Fifth, she’s young and she’s a woman. I put these last on my list for a reason. For me, identity and age don’t matter so much. However, with Sanders, age is a concern. Our country needs turning around and it’s not going to happen in one term. So whoever wins in 2020, I’d like to think they can stick around for eight years. Can Bernie make it to 2028? Who knows? With Gabbard, I feel confident that wouldn’t be an issue.
That’s why my ultimate dream would be a Sanders/Gabbard ticket, they win, Sanders gets at least to 2024, then Gabbard can run in 2024 … or better yet, he makes it 2028 and she runs then!).
As for her being a woman, well, this is the very last thing on my list. What I want is a leader, no matter their gender or sexual orientation, who promotes the values I believe in. So in 2016, I honestly believed that Bernie Sanders much better represented my values than Hillary Clinton. And one of those values is equality between genders. I want these issues of identity to not matter. I want a country where we don’t see people as black, white or brown, nor as male or female, but as people. Human values.
I really do think Bernie Sanders would have been a better president for all people than Hillary Clinton. So when people accused me of being a misogynist because I supported him over her, well … I’ll be honest, it hurt for a while. I felt like I needed to defend myself. But then I realized that these people didn’t know me and were just projecting onto me. Or maybe they were just using identity politics cynically to advance their candidate. Or both. I don’t know.

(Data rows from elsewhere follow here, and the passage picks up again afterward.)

use bytemuck::{Pod, Zeroable};
use glam::Vec3;

use crate::error::{ExtractError, Result};
use crate::sampler::BoundaryMode;

#[derive(Debug, Clone)]
pub struct VolumeSpec {
    pub dims: [u32; 3],
    pub origin_world: Vec3,
    pub voxel_size: f32,
}

impl VolumeSpec {
    pub fn new(dims: [u32; 3]) -> Self {
        Self {
            dims,
            origin_world: Vec3::ZERO,
            voxel_size: 1.0,
        }
    }

    pub fn validate(&self) -> Result<()> {
        if self.dims.iter().any(|&d| d < 2) {
            return Err(ExtractError::InvalidVolume(format!(
                "dims must be >= 2 on every axis (got {:?})",
                self.dims
            )));
        }
        if !self.voxel_size.is_finite() || self.voxel_size <= 0.0 {
            return Err(ExtractError::InvalidVolume(
                "voxel_size must be finite and > 0".into(),
            ));
        }
        if !self.origin_world.is_finite() {
            return Err(ExtractError::InvalidVolume("origin_world must be finite".into()));
        }
        Ok(())
    }

    pub fn num_voxels(&self) -> u64 {
        self.dims[0] as u64 * self.dims[1] as u64 * self.dims[2] as u64
    }

    pub fn num_cells(&self) -> u64 {
        let cells = |d: u32| d.saturating_sub(1) as u64;
        cells(self.dims[0]) * cells(self.dims[1]) * cells(self.dims[2])
    }

    /// Linear index of an in-range voxel, x fastest.
    #[inline]
    pub fn linear_index(&self, x: u32, y: u32, z: u32) -> usize {
        (x as usize)
            + (self.dims[0] as usize) * ((y as usize) + (self.dims[1] as usize) * (z as usize))
    }

    /// Maps a point in grid coordinates to world space.
    #[inline]
    pub fn grid_to_world(&self, p: Vec3) -> Vec3 {
        self.origin_world + p * self.voxel_size
    }
}

/// Immutable dense scalar grid.
#[derive(Debug, Clone)]
pub struct ScalarVolume {
    spec: VolumeSpec,
    samples: Vec<f32>,
}

impl ScalarVolume {
    pub fn new(spec: VolumeSpec, samples: Vec<f32>) -> Result<Self> {
        spec.validate()?;
        if samples.len() as u64 != spec.num_voxels() {
            return Err(ExtractError::InvalidVolume(format!(
                "sample count {} does not match dims {:?} ({} voxels)",
                samples.len(),
                spec.dims,
                spec.num_voxels()
            )));
        }
        Ok(Self { spec, samples })
    }

    /// Builds a volume by evaluating `f` at every voxel.
    pub fn from_fn<F>(spec: VolumeSpec, f: F) -> Result<Self>
    where
        F: Fn(u32, u32, u32) -> f32,
    {
        spec.validate()?;
        let [nx, ny, nz] = spec.dims;
        let mut samples = Vec::with_capacity(spec.num_voxels() as usize);
        for z in 0..nz {
            for y in 0..ny {
                for x in 0..nx {
                    samples.push(f(x, y, z));
                }
            }
        }
        Self::new(spec, samples)
    }

    pub fn spec(&self) -> &VolumeSpec {
        &self.spec
    }

    pub fn dims(&self) -> [u32; 3] {
        self.spec.dims
    }

    pub fn samples(&self) -> &[f32] {
        &self.samples
    }

    #[inline]
    pub fn get(&self, x: u32, y: u32, z: u32) -> f32 {
        self.samples[self.spec.linear_index(x, y, z)]
    }
}

/// Partition of the volume into fixed-size blocks.
///
/// A block owns the cells whose lower corner lies inside it. Blocks at the
/// high end of an axis may be partial.
#[derive(Debug, Clone)]
pub struct BlockLayout {
    pub block_dims: [u32; 3],
    pub num_blocks: [u32; 3],
}

impl BlockLayout {
    /// Block dimensions larger than the grid are clamped to it, so one block
    /// never spans more voxels than the volume holds.
    pub fn new(block_dims: [u32; 3], grid_dims: [u32; 3]) -> Result<Self> {
        if block_dims.iter().any(|&d| d == 0) {
            return Err(ExtractError::InvalidConfig("block_dims must be >= 1".into()));
        }
        let block_dims = [0, 1, 2].map(|k| block_dims[k].min(grid_dims[k].max(1)));
        let num_blocks = [0, 1, 2].map(|k| grid_dims[k].div_ceil(block_dims[k]));
        let fits = |d: [u32; 3]| d[0].checked_mul(d[1]).and_then(|p| p.checked_mul(d[2]));
        if fits(num_blocks).is_none() || fits(block_dims).is_none() {
            return Err(ExtractError::InvalidConfig(format!(
                "block_dims {block_dims:?} over grid {grid_dims:?} overflow the block index space"
            )));
        }
        Ok(Self { block_dims, num_blocks })
    }

    pub fn num_blocks_total(&self) -> u32 {
        self.num_blocks[0] * self.num_blocks[1] * self.num_blocks[2]
    }

    pub fn cells_per_block(&self) -> u32 {
        self.block_dims[0] * self.block_dims[1] * self.block_dims[2]
    }

    pub fn block_coord(&self, index: u32) -> [u32; 3] {
        [
            index % self.num_blocks[0],
            (index / self.num_blocks[0]) % self.num_blocks[1],
            index / (self.num_blocks[0] * self.num_blocks[1]),
        ]
    }

    pub fn block_origin(&self, index: u32) -> [u32; 3] {
        let c = self.block_coord(index);
        [
            c[0] * self.block_dims[0],
            c[1] * self.block_dims[1],
            c[2] * self.block_dims[2],
        ]
    }

    /// Voxel range `[lo, hi)` read by the block's reduction: the block itself
    /// plus the +1 apron its cells reach into, clamped to the grid.
    pub fn footprint(&self, index: u32, grid_dims: [u32; 3]) -> ([u32; 3], [u32; 3]) {
        let lo = self.block_origin(index);
        let hi = [
            lo[0].saturating_add(self.block_dims[0]).saturating_add(1).min(grid_dims[0]),
            lo[1].saturating_add(self.block_dims[1]).saturating_add(1).min(grid_dims[1]),
            lo[2].saturating_add(self.block_dims[2]).saturating_add(1).min(grid_dims[2]),
        ];
        (lo, hi)
    }

    /// Number of in-range cells owned by the block.
    pub fn valid_cells(&self, index: u32, grid_dims: [u32; 3]) -> u64 {
        let origin = self.block_origin(index);
        (0..3)
            .map(|k| {
                let cells = grid_dims[k].saturating_sub(1);
                cells.saturating_sub(origin[k]).min(self.block_dims[k]) as u64
            })
            .product()
    }
}

/// Per-block value interval. Laid out as a WGSL `vec2<f32>`.
#[repr(C)]
#[derive(Debug, Clone, Copy, PartialEq, Pod, Zeroable)]
pub struct BlockRange {
    pub min: f32,
    pub max: f32,
}

impl BlockRange {
    pub const EMPTY: BlockRange = BlockRange {
        min: f32::INFINITY,
        max: f32::NEG_INFINITY,
    };

    #[inline]
    pub fn of(value: f32) -> Self {
        Self { min: value, max: value }
    }

    #[inline]
    pub fn union(self, other: Self) -> Self {
        Self {
            min: self.min.min(other.min),
            max: self.max.max(other.max),
        }
    }

    #[inline]
    pub fn straddles(&self, threshold: f32) -> bool {
        self.min <= threshold && threshold <= self.max
    }
}

/// Compacted indices of the blocks whose range straddles the threshold,
/// in ascending block order.
#[derive(Debug, Clone, Default, PartialEq, Eq)]
pub struct ActiveBlockList {
    pub indices: Vec<u32>,
}

impl ActiveBlockList {
    pub fn count(&self) -> u32 {
        self.indices.len() as u32
    }

    pub fn is_empty(&self) -> bool {
        self.indices.is_empty()
    }
}

/// Unindexed triangle soup: 3 floats per vertex, 3 vertices per triangle.
///
/// Triangle order is unspecified; it depends on how concurrent cells won the
/// output counter.
#[derive(Debug, Clone, Default)]
pub struct TriangleBuffer {
    pub positions: Vec<f32>,
}

impl TriangleBuffer {
    pub fn vertex_count(&self) -> usize {
        self.positions.len() / 3
    }

    pub fn triangle_count(&self) -> usize {
        self.positions.len() / 9
    }

    pub fn is_empty(&self) -> bool {
        self.positions.is_empty()
    }

    pub fn triangles(&self) -> impl Iterator<Item = [Vec3; 3]> + '_ {
        self.positions.chunks_exact(9).map(|t| {
            [
                Vec3::new(t[0], t[1], t[2]),
                Vec3::new(t[3], t[4], t[5]),
                Vec3::new(t[6], t[7], t[8]),
            ]
        })
    }

    pub fn surface_area(&self) -> f32 {
        self.triangles()
            .map(|[a, b, c]| 0.5 * (b - a).cross(c - a).length())
            .sum()
    }
}

#[derive(Debug, Clone)]
pub struct ExtractOpts {
    pub block_dims: [u32; 3],
    /// Lanes per block in the CPU tree reduction. Must be a power of two.
    pub reduce_lanes: usize,
    /// Initial output size in vertices. `None` estimates from the active
    /// block count; the buffer is regrown once if the estimate is short.
    pub vertex_capacity: Option<usize>,
    /// Policy of the CPU sampler for out-of-range lookups. Extraction only
    /// reads in-range corners, so this does not change the extracted
    /// surface; it matters to callers sampling the volume themselves. The
    /// GPU backend always clamps.
    pub boundary: BoundaryMode,
}

impl Default for ExtractOpts {
    fn default() -> Self {
        Self {
            block_dims: [8, 8, 8],
            reduce_lanes: 64,
            vertex_capacity: None,
            boundary: BoundaryMode::Clamp,
        }
    }
}

impl ExtractOpts {
    pub fn validate(&self) -> Result<()> {
        if self.block_dims.iter().any(|&d| d == 0) {
            return Err(ExtractError::InvalidConfig("block_dims must be >= 1".into()));
        }
        if !self.reduce_lanes.is_power_of_two() {
            return Err(ExtractError::InvalidConfig(format!(
                "reduce_lanes must be a power of two (got {})",
                self.reduce_lanes
            )));
        }
        Ok(())
    }
}

/// Rough output size for `active` blocks: two triangles per cell face area
/// of the block, which holds for smooth surfaces.
pub fn estimate_vertex_capacity(layout: &BlockLayout, active: u32) -> usize {
    let [bx, by, bz] = layout.block_dims.map(|d| d as usize);
    let per_block = (bx * by + by * bz + bx * bz) * 2 * 3;
    (active as usize).saturating_mul(per_block).max(3)
}

#[derive(Debug, Clone, Default)]
pub struct DispatchStats {
    pub blocks_total: u32,
    pub blocks_active: u32,
    pub cells_processed: u64,
    pub vertices: u32,
    /// The output buffer was too small on the first generation pass.
    pub regrown: bool,
}

/// Result of a full extraction, with the intermediate stage outputs kept for
/// inspection.
#[derive(Debug, Clone)]
pub struct ExtractionOutput {
    pub block_ranges: Vec<BlockRange>,
    pub active: ActiveBlockList,
    pub triangles: TriangleBuffer,
    pub stats: DispatchStats,
}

The point is, I’m all for anyone of any gender or race to be president and so I’d be happy to have a woman who I believed in, a woman like Tulsi Gabbard, as president of the United States.

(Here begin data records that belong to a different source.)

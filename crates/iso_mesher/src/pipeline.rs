//! CPU extraction pipeline.

use std::path::Path;

use crate::compact::compact_active_blocks;
use crate::core::{
    estimate_vertex_capacity, BlockLayout, DispatchStats, ExtractOpts, ExtractionOutput,
    ScalarVolume, TriangleBuffer,
};
use crate::error::{ExtractError, Result};
use crate::generate::generate_triangles;
use crate::reduce::reduce_block_ranges;
use crate::sampler::VolumeSampler;
use crate::tables::CubeTables;
use crate::volume_io::load_volume;

/// Loads a volume file and extracts the `threshold` isosurface with default
/// options.
pub fn extract_surface<P: AsRef<Path>>(path: P, threshold: f32) -> Result<TriangleBuffer> {
    let volume = load_volume(path)?;
    let output = extract_volume(&volume, threshold, &ExtractOpts::default())?;
    Ok(output.triangles)
}

/// Runs the three stages on the CPU. Each stage completes before the next
/// one starts.
pub fn extract_volume(
    volume: &ScalarVolume,
    threshold: f32,
    opts: &ExtractOpts,
) -> Result<ExtractionOutput> {
    opts.validate()?;
    if threshold.is_nan() {
        return Err(ExtractError::InvalidConfig("threshold is NaN".into()));
    }

    let spec = volume.spec();
    let layout = BlockLayout::new(opts.block_dims, spec.dims)?;
    let sampler = VolumeSampler::new(volume, opts.boundary);
    let tables = CubeTables::standard();

    let block_ranges = reduce_block_ranges(&sampler, &layout, opts.reduce_lanes);
    log::debug!(
        "reduced {} blocks of {:?} over {:?} voxels",
        block_ranges.len(),
        layout.block_dims,
        spec.dims
    );

    let active = compact_active_blocks(&block_ranges, threshold);
    log::debug!(
        "{} of {} blocks straddle threshold {}",
        active.count(),
        block_ranges.len(),
        threshold
    );

    let capacity = opts
        .vertex_capacity
        .unwrap_or_else(|| estimate_vertex_capacity(&layout, active.count()));
    let generated =
        generate_triangles(&sampler, tables, spec, &layout, &active, threshold, capacity)?;

    let stats = DispatchStats {
        blocks_total: layout.num_blocks_total(),
        blocks_active: active.count(),
        cells_processed: generated.cells_processed,
        vertices: generated.triangles.vertex_count() as u32,
        regrown: generated.regrown,
    };
    log::info!(
        "extracted {} triangles from {}/{} active blocks{}",
        generated.triangles.triangle_count(),
        stats.blocks_active,
        stats.blocks_total,
        if stats.regrown { " (output regrown)" } else { "" }
    );

    Ok(ExtractionOutput {
        block_ranges,
        active,
        triangles: generated.triangles,
        stats,
    })
}

#[cfg(test)]
mod tests {
    use super::*;
    use crate::core::{BlockRange, VolumeSpec};
    use crate::generate::{corner_values, polygonise_cell, MAX_CELL_VERTICES};
    use crate::sampler::BoundaryMode;
    use crate::volume_io::{write_volume, SampleFormat};
    use glam::Vec3;
    use std::collections::{HashMap, HashSet};

    fn sphere(dims: u32, center: Vec3) -> ScalarVolume {
        ScalarVolume::from_fn(VolumeSpec::new([dims; 3]), |x, y, z| {
            (Vec3::new(x as f32, y as f32, z as f32) - center).length()
        })
        .expect("volume")
    }

    fn sorted_triangles(buf: &TriangleBuffer) -> Vec<[u32; 9]> {
        let mut tris: Vec<[u32; 9]> = buf
            .positions
            .chunks_exact(9)
            .map(|t| std::array::from_fn(|i| t[i].to_bits()))
            .collect();
        tris.sort_unstable();
        tris
    }

    #[test]
    fn uniform_volume_has_no_active_blocks() {
        let vol = ScalarVolume::new(VolumeSpec::new([16, 16, 16]), vec![0.0; 16 * 16 * 16])
            .expect("volume");
        let out = extract_volume(&vol, 1.0, &ExtractOpts::default()).expect("extract");
        assert_eq!(out.block_ranges.len(), 8);
        assert!(out.active.is_empty());
        assert!(out.triangles.is_empty());
        assert_eq!(out.stats.blocks_active, 0);
        assert_eq!(out.stats.cells_processed, 0);
    }

    #[test]
    fn single_hot_corner_yields_one_triangle() {
        let vol = ScalarVolume::from_fn(VolumeSpec::new([8, 8, 8]), |x, y, z| {
            if (x, y, z) == (0, 0, 0) {
                1.0
            } else {
                0.0
            }
        })
        .expect("volume");
        let out = extract_volume(&vol, 0.5, &ExtractOpts::default()).expect("extract");
        assert_eq!(out.active.indices, vec![0]);
        assert_eq!(out.triangles.triangle_count(), 1);
        assert_eq!(out.stats.cells_processed, 7 * 7 * 7);
    }

    #[test]
    fn sphere_is_closed_with_expected_area() {
        let r = 20.0;
        let vol = sphere(64, Vec3::new(31.7, 32.3, 31.9));
        let out = extract_volume(&vol, r, &ExtractOpts::default()).expect("extract");

        let area = out.triangles.surface_area();
        let expected = 4.0 * std::f32::consts::PI * r * r;
        assert!(
            ((area - expected) / expected).abs() < 0.05,
            "area {area} vs {expected}"
        );

        // Weld bit-identical vertices and check every edge joins two triangles.
        let mut ids: HashMap<[u32; 3], usize> = HashMap::new();
        let mut edges: HashMap<(usize, usize), u32> = HashMap::new();
        for tri in out.triangles.triangles() {
            let v = tri.map(|p| {
                let next = ids.len();
                *ids.entry(p.to_array().map(f32::to_bits)).or_insert(next)
            });
            for (a, b) in [(v[0], v[1]), (v[1], v[2]), (v[2], v[0])] {
                *edges.entry((a.min(b), a.max(b))).or_default() += 1;
            }
        }
        assert!(edges.values().all(|&n| n == 2), "surface has open edges");
        let euler = ids.len() as i64 - edges.len() as i64 + out.triangles.triangle_count() as i64;
        assert_eq!(euler, 2);
    }

    #[test]
    fn work_is_bounded_by_active_blocks() {
        let vol = sphere(48, Vec3::new(23.7, 24.3, 23.9));
        let opts = ExtractOpts::default();
        let out = extract_volume(&vol, 10.0, &opts).expect("extract");
        let layout = BlockLayout::new(opts.block_dims, vol.dims()).expect("layout");
        assert!(out.stats.blocks_active < out.stats.blocks_total);
        assert!(
            out.stats.cells_processed
                <= out.stats.blocks_active as u64 * layout.cells_per_block() as u64
        );
        assert_eq!(out.stats.vertices as usize, out.triangles.vertex_count());
    }

    #[test]
    fn repeated_runs_give_the_same_triangle_set() {
        let vol = sphere(32, Vec3::new(15.2, 16.6, 14.9));
        let opts = ExtractOpts::default();
        let a = extract_volume(&vol, 9.0, &opts).expect("extract");
        let b = extract_volume(&vol, 9.0, &opts).expect("extract");
        assert_eq!(a.active, b.active);
        assert_eq!(sorted_triangles(&a.triangles), sorted_triangles(&b.triangles));
    }

    #[test]
    fn block_shape_does_not_change_the_surface() {
        let vol = ScalarVolume::from_fn(VolumeSpec::new([29, 23, 31]), |x, y, z| {
            (x as f32 * 0.31).sin() + (y as f32 * 0.23).cos() * (z as f32 * 0.17).sin()
        })
        .expect("volume");

        // Every cell of the grid, no blocks involved.
        let sampler = VolumeSampler::new(&vol, BoundaryMode::Clamp);
        let tables = CubeTables::standard();
        let mut brute = Vec::new();
        let mut verts = [Vec3::ZERO; MAX_CELL_VERTICES];
        for z in 0..30 {
            for y in 0..22 {
                for x in 0..28 {
                    let values = corner_values(&sampler, [x, y, z]);
                    let n = polygonise_cell([x, y, z], &values, 0.2, tables, &mut verts);
                    brute.extend(verts[..n].iter().flat_map(|v| v.to_array()));
                }
            }
        }
        let expected = sorted_triangles(&TriangleBuffer { positions: brute });
        assert!(!expected.is_empty());

        for block_dims in [[8, 8, 8], [4, 4, 4], [5, 3, 7], [1, 1, 1], [32, 32, 32]] {
            let opts = ExtractOpts {
                block_dims,
                ..ExtractOpts::default()
            };
            let out = extract_volume(&vol, 0.2, &opts).expect("extract");
            assert_eq!(sorted_triangles(&out.triangles), expected, "{block_dims:?}");
        }
    }

    #[test]
    fn undersized_output_is_regrown_not_truncated() {
        let vol = sphere(32, Vec3::new(15.2, 16.6, 14.9));
        let full = extract_volume(&vol, 9.0, &ExtractOpts::default()).expect("extract");
        let tiny = extract_volume(
            &vol,
            9.0,
            &ExtractOpts {
                vertex_capacity: Some(3),
                ..ExtractOpts::default()
            },
        )
        .expect("extract");
        assert!(tiny.stats.regrown);
        assert_eq!(sorted_triangles(&tiny.triangles), sorted_triangles(&full.triangles));
    }

    #[test]
    fn vertices_are_placed_in_world_space() {
        let mut spec = VolumeSpec::new([8, 8, 8]);
        spec.origin_world = Vec3::new(-10.0, 5.0, 2.0);
        spec.voxel_size = 0.5;
        let vol = ScalarVolume::from_fn(spec, |x, y, z| {
            if (x, y, z) == (0, 0, 0) {
                1.0
            } else {
                0.0
            }
        })
        .expect("volume");
        let out = extract_volume(&vol, 0.5, &ExtractOpts::default()).expect("extract");
        let got: HashSet<[u32; 3]> = out
            .triangles
            .positions
            .chunks_exact(3)
            .map(|p| [p[0].to_bits(), p[1].to_bits(), p[2].to_bits()])
            .collect();
        let expected: HashSet<[u32; 3]> = [
            [-9.75, 5.0, 2.0],
            [-10.0, 5.25, 2.0],
            [-10.0, 5.0, 2.25],
        ]
        .into_iter()
        .map(|p: [f32; 3]| p.map(f32::to_bits))
        .collect();
        assert_eq!(got, expected);
    }

    #[test]
    fn rejects_bad_options() {
        let vol = sphere(8, Vec3::splat(3.5));
        let opts = ExtractOpts {
            reduce_lanes: 3,
            ..ExtractOpts::default()
        };
        assert!(matches!(
            extract_volume(&vol, 1.0, &opts),
            Err(ExtractError::InvalidConfig(_))
        ));
        assert!(extract_volume(&vol, f32::NAN, &ExtractOpts::default()).is_err());
    }

    #[test]
    fn blocks_larger_than_the_grid_are_one_block() {
        let vol = sphere(8, Vec3::splat(3.5));
        let opts = ExtractOpts {
            block_dims: [2048, 2048, 2048],
            ..ExtractOpts::default()
        };
        let out = extract_volume(&vol, 2.5, &opts).expect("extract");
        let reference = extract_volume(&vol, 2.5, &ExtractOpts::default()).expect("extract");
        assert_eq!(out.stats.blocks_total, 1);
        assert_eq!(out.stats.cells_processed, 7 * 7 * 7);
        assert_eq!(sorted_triangles(&out.triangles), sorted_triangles(&reference.triangles));
    }

    #[test]
    fn unallocatable_output_is_resource_exhausted() {
        let vol = sphere(8, Vec3::splat(3.5));
        let opts = ExtractOpts {
            vertex_capacity: Some(usize::MAX / 2),
            ..ExtractOpts::default()
        };
        assert!(matches!(
            extract_volume(&vol, 2.5, &opts),
            Err(ExtractError::ResourceExhausted { .. })
        ));
    }

    #[test]
    fn boundary_mode_does_not_change_the_surface() {
        let vol = sphere(12, Vec3::new(5.2, 5.9, 6.3));
        let clamp = extract_volume(&vol, 4.0, &ExtractOpts::default()).expect("extract");
        let constant = extract_volume(
            &vol,
            4.0,
            &ExtractOpts {
                boundary: BoundaryMode::Constant(-100.0),
                ..ExtractOpts::default()
            },
        )
        .expect("extract");
        assert!(!clamp.triangles.is_empty());
        assert_eq!(clamp.block_ranges, constant.block_ranges);
        assert_eq!(sorted_triangles(&clamp.triangles), sorted_triangles(&constant.triangles));
    }

    #[test]
    fn nan_samples_are_left_out_of_block_ranges() {
        let vol = ScalarVolume::from_fn(VolumeSpec::new([4, 4, 4]), |x, y, z| {
            if (x, y, z) == (1, 1, 1) {
                f32::NAN
            } else {
                (x + y + z) as f32
            }
        })
        .expect("volume");
        let out = extract_volume(&vol, 4.5, &ExtractOpts::default()).expect("extract");
        assert_eq!(out.block_ranges, vec![BlockRange { min: 0.0, max: 9.0 }]);
    }

    #[test]
    fn extract_surface_reads_volume_file() {
        let vol = sphere(24, Vec3::new(11.6, 12.2, 11.3));
        let path = std::env::temp_dir().join(format!("iso_mesher_pipeline_{}.isov", std::process::id()));
        let mut file = std::fs::File::create(&path).expect("create");
        write_volume(&mut file, &vol, SampleFormat::F32).expect("write");
        drop(file);

        let from_file = extract_surface(&path, 7.5).expect("extract");
        let _ = std::fs::remove_file(&path);
        let direct = extract_volume(&vol, 7.5, &ExtractOpts::default()).expect("extract");
        assert!(!from_file.is_empty());
        assert_eq!(sorted_triangles(&from_file), sorted_triangles(&direct.triangles));
    }
}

It’s most likely not going to happen in 2020, but I’d like her to get her name out there, as Sanders did in 2020, Ultimately, I want her on that debate stage because she will go into the issue of US foreign policy. This is her comment at the end of her Tulsi 2020 website: “Regime change wars are bankrupting our country and our moral authority. We need to redirect those resources into a renewable, sustainable economy that works for everyone and bring about an era of peace. We must put service above self and reclaim our great democracy from the forces of hatred and division.”
So she clearly understands that there is a holistic case that stopping regime-change wars is not only a wise policy for national security and moral reasons, but the financial savings from such an action can then be used to fund domestic goals such as universal health care and free tuition at public colleges, not to mention infrastructure improvements and programs like the Green New Deal.